Sembra che il respiro dell'Italia sia al momento trattenuto, che tutto sia immobile, al di fuori delle quattro mura in cui siamo confinati.

È strano, eravamo più pronti all'idea di una terza guerra mondiale che a un'epidemia, eppure eccoci qua, a fare gli eroi con il culo sul divano e con la paura di perdere il lavoro.

Sono passati cinque giorni da domenica otto marzo e le abitudini degli italiani sono state stravolte. Abbiamo iniziato con i flash mob sui balconi, che hanno spopolato in tutto il mondo, invidiandoci il senso di unità che abbiamo trovato nell'essere distanti, per passare poi alle preparazioni di cibi che il resto delle Nazioni ci invidia. Praticamente siamo pronti per Masterchef o Bake Off. Siamo giunti ai workout casalinghi e allo smart working che, a quanto pare, se non vengono ripresi non sono validi.

Ma c'è una cosa che ora ci accomuna tutti, una cosa che mi sfinisce più dell'andare a lavorare ogni giorno con la paura di essere contagiata da questo virus altamente trasmissibile, che nelle mia zona sta facendo salire l'emergenza a un livello allarmante, tanto da zittire i nostri balconi: le videochiamate.

Così eccomi qui, di venerdì pomeriggio nell'orario dell'aperitivo, a parlare in videochiamata con le mie migliori amiche. Tra un "non ti vedo più" e un "non ti sento" riusciamo anche a parlare.

Sono passati cinque giorni dal lockdown che ci ha reso zona rossa, ma sono cinque giorni di videochiamate di troppo. Non ho mai visto così tanto i miei amici nemmeno quando potevo farlo!

«Marta, cos'è questo rumore?» Silvia mi riporta nella conversazione, mentre io mi dirigo sul retro del condominio, dove sento un leggero brusio che ha attirato la mia attenzione e quella delle mie amiche.

Apro del tutto la portafinestra del balcone e rimango spiazzata: nel piano superiore al mio, nell'ala corta del condominio che forma una perfetta elle, c'è un ragazzo sul proprio terrazzino, preparato di tutto punto.

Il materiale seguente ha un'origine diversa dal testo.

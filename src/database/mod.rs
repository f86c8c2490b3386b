use std::time::Duration;

use sqlx::postgres::PgPoolOptions;
use sqlx::PgPool;

mod advisory;
mod farming;
mod market_prices;
mod schema;
mod weather_alerts;

pub use market_prices::DEMO_PRICES;
pub use weather_alerts::ALERT_LIST_LIMIT;

use crate::config::AppConfig;
use crate::Result;

/// Database connection pool wrapper
#[derive(Debug, Clone)]
pub struct Database {
    pool: PgPool,
}

impl Database {
    #[must_use]
    pub const fn new(pool: PgPool) -> Self {
        Self { pool }
    }

    fn pool_options(config: &AppConfig) -> PgPoolOptions {
        PgPoolOptions::new()
            .max_connections(config.max_connections())
            .min_connections(config.min_connections())
            .acquire_timeout(Duration::from_secs(config.connection_timeout()))
    }

    /// Create a new database instance from configuration
    pub async fn from_config(config: &AppConfig) -> Result<Self> {
        let pool = Self::pool_options(config)
            .connect(config.database_url())
            .await?;

        tracing::info!(
            "Database pool configured: max_connections={}, min_connections={}",
            config.max_connections(),
            config.min_connections()
        );

        Ok(Self::new(pool))
    }

    /// Pool that connects on first use
    ///
    /// Lets the server start (and answer chat and planner requests) while the
    /// database is still unreachable.
    pub fn connect_lazy(config: &AppConfig) -> Result<Self> {
        let pool = Self::pool_options(config)
            .min_connections(0)
            .connect_lazy(config.database_url())?;
        Ok(Self::new(pool))
    }

    /// Get a reference to the database pool for raw queries
    #[must_use]
    pub const fn pool(&self) -> &PgPool {
        &self.pool
    }
}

Ha una consolle da DJ appoggiata su un tavolo di fortuna, un amplificatore e un microfono, che ha usato per richiamare i condomini sui rispettivi balconi. C'è da dire che quasi tutti, curiosi, hanno risposto all'appello.

Il ragazzo, trent'anni al massimo, è notevole: capelli chiari rasati, occhi brillanti di cui non riesco a distinguere il colore e un sorriso così bianco che in questo momento sento la mancanza di un paio di occhiali da sole, perché rischio di bruciarmi le retine. Indossa una camicia, dei jeans, ma vedo che è scalzo.

Di solito apprezzo tutto il contrario di quello che lui è, ma ammetto che merita.

Più lo osservo, comunque, più ha un qualcosa di famigliare che riesce a superare anche il velo della mia miopia.

Ha messo una musica chill di sottofondo per attirare la gente fuori di casa e ora fa una sorta di appello con i vicini. «Avanti, signori Manenti, non siate timidi, vi stiamo aspettando!» dice al microfono, tra le risate generali.

«Ma chi è?» Domanda Giulia, divertita da quello che sente.

«Boh, un mio vicino che si improvvisa DJ». Giro la fotocamera per riprendere quello che sta succedendo nella palazzina. «Se fa partire la Gasolina o una canzone di Avicii non penso che riscuoterà così successo. Potrebbe essere il flash mob più corto della storia».

«Ma perché fare queste tamarrate quando c'è gente là fuori che muore?» Elena è contrariata, ma è la sua caratteristica principale.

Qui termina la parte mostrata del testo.